I have one caveat here. If you have not really worked with a therapist or in some other way done enough work to have gotten your own healing (whatever that may be) relatively well in hand, I think it is best to work with someone on a regular basis. Spiritual direction itself is a stand alone discipline which can also be a fantastic complement to therapy, for example, but generally speaking it will not and should not be used to substitute for it. For this reason most directors will assess the person they are directing to see if their needs include therapy.
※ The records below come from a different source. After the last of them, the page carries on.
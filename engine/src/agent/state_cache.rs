//! Working-memory cache for task histories
//!
//! Ephemeral, TTL-bounded storage of conversation transcripts keyed by
//! task id. Entries hold the history serialized as a JSON message array
//! under `agent_history:<taskId>` keys, plus an explicit expiry instant
//! checked on every read — expiry never depends on the backing map's own
//! semantics. The cache is not authoritative: the durable task row is the
//! source of truth, and losing an entry only forces the next read to
//! reseed the conversation from scratch.

use std::collections::HashMap;
use std::sync::Mutex;
use std::time::{Duration, Instant};
use tracing::{debug, warn};
use uuid::Uuid;

use sdk::Message;

/// Default sliding expiration window: 1 hour of inactivity
pub const DEFAULT_HISTORY_TTL: Duration = Duration::from_secs(3600);

struct CacheEntry {
    payload: String,
    expires_at: Instant,
}

pub struct HistoryCache {
    entries: Mutex<HashMap<String, CacheEntry>>,
    ttl: Duration,
}

impl HistoryCache {
    /// Create a cache with the default 1-hour sliding TTL
    pub fn new() -> Self {
        Self::with_ttl(DEFAULT_HISTORY_TTL)
    }

    /// Create a cache with a specific sliding TTL
    pub fn with_ttl(ttl: Duration) -> Self {
        Self {
            entries: Mutex::new(HashMap::new()),
            ttl,
        }
    }

    fn cache_key(task_id: Uuid) -> String {
        format!("agent_history:{}", task_id)
    }

    /// Load a task's history.
    ///
    /// Returns an empty sequence when no live entry exists — missing,
    /// expired, or undecodable entries all mean "start fresh".
    pub fn get(&self, task_id: Uuid) -> Vec<Message> {
        let key = Self::cache_key(task_id);
        let mut entries = self.entries.lock().expect("HistoryCache lock poisoned");

        match entries.get(&key) {
            Some(entry) if entry.expires_at > Instant::now() => {
                match serde_json::from_str(&entry.payload) {
                    Ok(history) => {
                        debug!("Loaded cached history for task {}", task_id);
                        history
                    }
                    Err(e) => {
                        warn!("Discarding undecodable history for task {}: {}", task_id, e);
                        entries.remove(&key);
                        Vec::new()
                    }
                }
            }
            Some(_) => {
                debug!("Cached history for task {} expired", task_id);
                entries.remove(&key);
                Vec::new()
            }
            None => Vec::new(),
        }
    }

    /// Overwrite a task's history and reset its sliding expiration window
    pub fn save(&self, task_id: Uuid, history: &[Message]) {
        let payload = match serde_json::to_string(history) {
            Ok(payload) => payload,
            Err(e) => {
                warn!("Failed to serialize history for task {}: {}", task_id, e);
                return;
            }
        };

        let mut entries = self.entries.lock().expect("HistoryCache lock poisoned");
        entries.insert(
            Self::cache_key(task_id),
            CacheEntry {
                payload,
                expires_at: Instant::now() + self.ttl,
            },
        );
        debug!("Saved history for task {}", task_id);
    }

    /// Remove a task's history immediately
    pub fn clear(&self, task_id: Uuid) {
        let mut entries = self.entries.lock().expect("HistoryCache lock poisoned");
        if entries.remove(&Self::cache_key(task_id)).is_some() {
            debug!("Cleared history for task {}", task_id);
        }
    }
}

impl Default for HistoryCache {
    fn default() -> Self {
        Self::new()
    }
}

#[cfg(test)]
mod tests {
    use super::*;

    #[test]
    fn test_missing_entry_returns_empty() {
        let cache = HistoryCache::new();
        assert!(cache.get(Uuid::new_v4()).is_empty());
    }

    #[test]
    fn test_save_and_get_roundtrip() {
        let cache = HistoryCache::new();
        let task_id = Uuid::new_v4();

        let history = vec![
            Message::system("prompt"),
            Message::user("goal"),
            Message::tool_result("output", "call_1"),
        ];
        cache.save(task_id, &history);

        assert_eq!(cache.get(task_id), history);
    }

    #[test]
    fn test_save_overwrites_previous_entry() {
        let cache = HistoryCache::new();
        let task_id = Uuid::new_v4();

        cache.save(task_id, &[Message::user("first")]);
        cache.save(task_id, &[Message::user("first"), Message::assistant("second")]);

        assert_eq!(cache.get(task_id).len(), 2);
    }

    #[test]
    fn test_expired_entry_is_fresh_start() {
        let cache = HistoryCache::with_ttl(Duration::from_millis(20));
        let task_id = Uuid::new_v4();

        cache.save(task_id, &[Message::user("goal")]);
        std::thread::sleep(Duration::from_millis(40));

        assert!(cache.get(task_id).is_empty());
    }

    #[test]
    fn test_save_resets_the_window() {
        let cache = HistoryCache::with_ttl(Duration::from_millis(60));
        let task_id = Uuid::new_v4();

        cache.save(task_id, &[Message::user("goal")]);
        std::thread::sleep(Duration::from_millis(35));
        // Second write slides the window forward
        cache.save(task_id, &[Message::user("goal")]);
        std::thread::sleep(Duration::from_millis(35));

        assert!(!cache.get(task_id).is_empty());
    }

    #[test]
    fn test_clear_removes_entry() {
        let cache = HistoryCache::new();
        let task_id = Uuid::new_v4();

        cache.save(task_id, &[Message::user("goal")]);
        cache.clear(task_id);

        assert!(cache.get(task_id).is_empty());
    }

    #[test]
    fn test_entries_are_isolated_per_task() {
        let cache = HistoryCache::new();
        let a = Uuid::new_v4();
        let b = Uuid::new_v4();

        cache.save(a, &[Message::user("task a")]);

        assert!(cache.get(b).is_empty());
        cache.clear(b);
        assert!(!cache.get(a).is_empty());
    }
}
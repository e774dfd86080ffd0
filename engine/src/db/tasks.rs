/// Task persistence operations
///
/// This module provides the repository for persisting tasks to the durable
/// store. All queries are parameterized. The store owns the task rows; the
/// engine mutates in-memory copies that the worker writes back through
/// [`TaskRepository::save_task`].
use anyhow::{anyhow, Context, Result};
use chrono::{DateTime, Utc};
use sqlx::sqlite::SqliteRow;
use sqlx::{Row, SqlitePool};
use uuid::Uuid;

use sdk::{AgentTask, TaskStatus};

const TASK_COLUMNS: &str = "id, goal, status, created_by_user_id, result, error_message, \
     current_iteration, max_iterations, created_at, started_at, completed_at, \
     last_updated_at, update_count";

/// Task repository for database operations
pub struct TaskRepository {
    pool: SqlitePool,
}

impl TaskRepository {
    /// Create a new task repository
    pub fn new(pool: SqlitePool) -> Self {
        Self { pool }
    }

    /// Insert a newly created task
    pub async fn create_task(&self, task: &AgentTask) -> Result<()> {
        sqlx::query(
            "INSERT INTO tasks (id, goal, status, created_by_user_id, result, error_message, \
             current_iteration, max_iterations, created_at, started_at, completed_at, \
             last_updated_at, update_count) \
             VALUES (?, ?, ?, ?, ?, ?, ?, ?, ?, ?, ?, ?, ?)",
        )
        .bind(task.id.to_string())
        .bind(task.goal.as_deref())
        .bind(task.status.as_str())
        .bind(task.created_by_user_id.as_deref())
        .bind(task.result.as_deref())
        .bind(task.error_message.as_deref())
        .bind(task.current_iteration as i64)
        .bind(task.max_iterations as i64)
        .bind(task.created_at.timestamp())
        .bind(task.started_at.map(|t| t.timestamp()))
        .bind(task.completed_at.map(|t| t.timestamp()))
        .bind(task.last_updated_at.map(|t| t.timestamp()))
        .bind(task.update_count as i64)
        .execute(&self.pool)
        .await
        .context("Failed to insert task")?;

        Ok(())
    }

    /// Claim the next queued task, transitioning it to Running.
    ///
    /// The claim is a single conditional update (compare-and-swap on
    /// status), so concurrent workers can never pick up the same task:
    /// whichever statement commits first flips the row out of `queued` and
    /// the loser's WHERE clause matches nothing. Selection order among
    /// queued tasks is unspecified.
    pub async fn claim_next_queued(&self) -> Result<Option<AgentTask>> {
        let now = Utc::now().timestamp();

        let row = sqlx::query(&format!(
            "UPDATE tasks SET status = ?, started_at = ?, last_updated_at = ? \
             WHERE id IN (SELECT id FROM tasks WHERE status = ? LIMIT 1) \
             AND status = ? \
             RETURNING {TASK_COLUMNS}"
        ))
        .bind(TaskStatus::Running.as_str())
        .bind(now)
        .bind(now)
        .bind(TaskStatus::Queued.as_str())
        .bind(TaskStatus::Queued.as_str())
        .fetch_optional(&self.pool)
        .await
        .context("Failed to claim queued task")?;

        row.map(row_to_task).transpose()
    }

    /// Write back every mutable column of a task
    pub async fn save_task(&self, task: &AgentTask) -> Result<()> {
        sqlx::query(
            "UPDATE tasks SET status = ?, result = ?, error_message = ?, \
             current_iteration = ?, started_at = ?, completed_at = ?, \
             last_updated_at = ?, update_count = ? WHERE id = ?",
        )
        .bind(task.status.as_str())
        .bind(task.result.as_deref())
        .bind(task.error_message.as_deref())
        .bind(task.current_iteration as i64)
        .bind(task.started_at.map(|t| t.timestamp()))
        .bind(task.completed_at.map(|t| t.timestamp()))
        .bind(task.last_updated_at.map(|t| t.timestamp()))
        .bind(task.update_count as i64)
        .bind(task.id.to_string())
        .execute(&self.pool)
        .await
        .context("Failed to save task")?;

        Ok(())
    }

    /// Get a task by ID
    pub async fn get_task(&self, task_id: Uuid) -> Result<Option<AgentTask>> {
        let row = sqlx::query(&format!("SELECT {TASK_COLUMNS} FROM tasks WHERE id = ?"))
            .bind(task_id.to_string())
            .fetch_optional(&self.pool)
            .await
            .context("Failed to fetch task")?;

        row.map(row_to_task).transpose()
    }

    /// Get recent tasks (last N by creation time)
    pub async fn get_recent_tasks(&self, limit: i64) -> Result<Vec<AgentTask>> {
        let rows = sqlx::query(&format!(
            "SELECT {TASK_COLUMNS} FROM tasks ORDER BY created_at DESC, id DESC LIMIT ?"
        ))
        .bind(limit)
        .fetch_all(&self.pool)
        .await
        .context("Failed to fetch recent tasks")?;

        rows.into_iter().map(row_to_task).collect()
    }
}

/// Map a database row to the task model
fn row_to_task(row: SqliteRow) -> Result<AgentTask> {
    let id: String = row.get("id");
    let status: String = row.get("status");

    Ok(AgentTask {
        id: Uuid::parse_str(&id).with_context(|| format!("Invalid task id in store: {}", id))?,
        goal: row.get("goal"),
        status: TaskStatus::parse(&status)
            .ok_or_else(|| anyhow!("Unknown task status in store: {}", status))?,
        created_by_user_id: row.get("created_by_user_id"),
        result: row.get("result"),
        error_message: row.get("error_message"),
        current_iteration: row.get::<i64, _>("current_iteration") as u32,
        max_iterations: row.get::<i64, _>("max_iterations") as u32,
        created_at: epoch_to_datetime(row.get("created_at"))?,
        started_at: opt_epoch_to_datetime(row.get("started_at"))?,
        completed_at: opt_epoch_to_datetime(row.get("completed_at"))?,
        last_updated_at: opt_epoch_to_datetime(row.get("last_updated_at"))?,
        update_count: row.get::<i64, _>("update_count") as u32,
    })
}

fn epoch_to_datetime(secs: i64) -> Result<DateTime<Utc>> {
    DateTime::from_timestamp(secs, 0).ok_or_else(|| anyhow!("Invalid timestamp in store: {}", secs))
}

fn opt_epoch_to_datetime(secs: Option<i64>) -> Result<Option<DateTime<Utc>>> {
    secs.map(epoch_to_datetime).transpose()
}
Spiritual directors do not make diagnoses nor do we usually have the capability to do this but we can ordinarily tell whether a person is going to be able or unable to benefit from direction and do the work associated with it, or whether therapy will be necessary to achieve this --- either prior to beginning direction or in conjunction with it. (Sometimes a directee needs medication (usually for depression and/or anxiety); once they are medicated appropriately they will make normal strides in direction; in these cases therapy itself may not be necessary and a physician is needed simply to monitor the medication. I have done this with clients myself; when a physician is willing to work this way it is quite helpful to the client and to their spiritual direction.) At other times, the inner work can be undertaken on one's own, in conjunction with spiritual direction, or with PRH or something similar. Similarly, Jungian psychologists recognize the work can be done on one's own but that sometimes one's unconscious can "get out of control;" at these times it is important to have access to someone who can help one negotiate the situation.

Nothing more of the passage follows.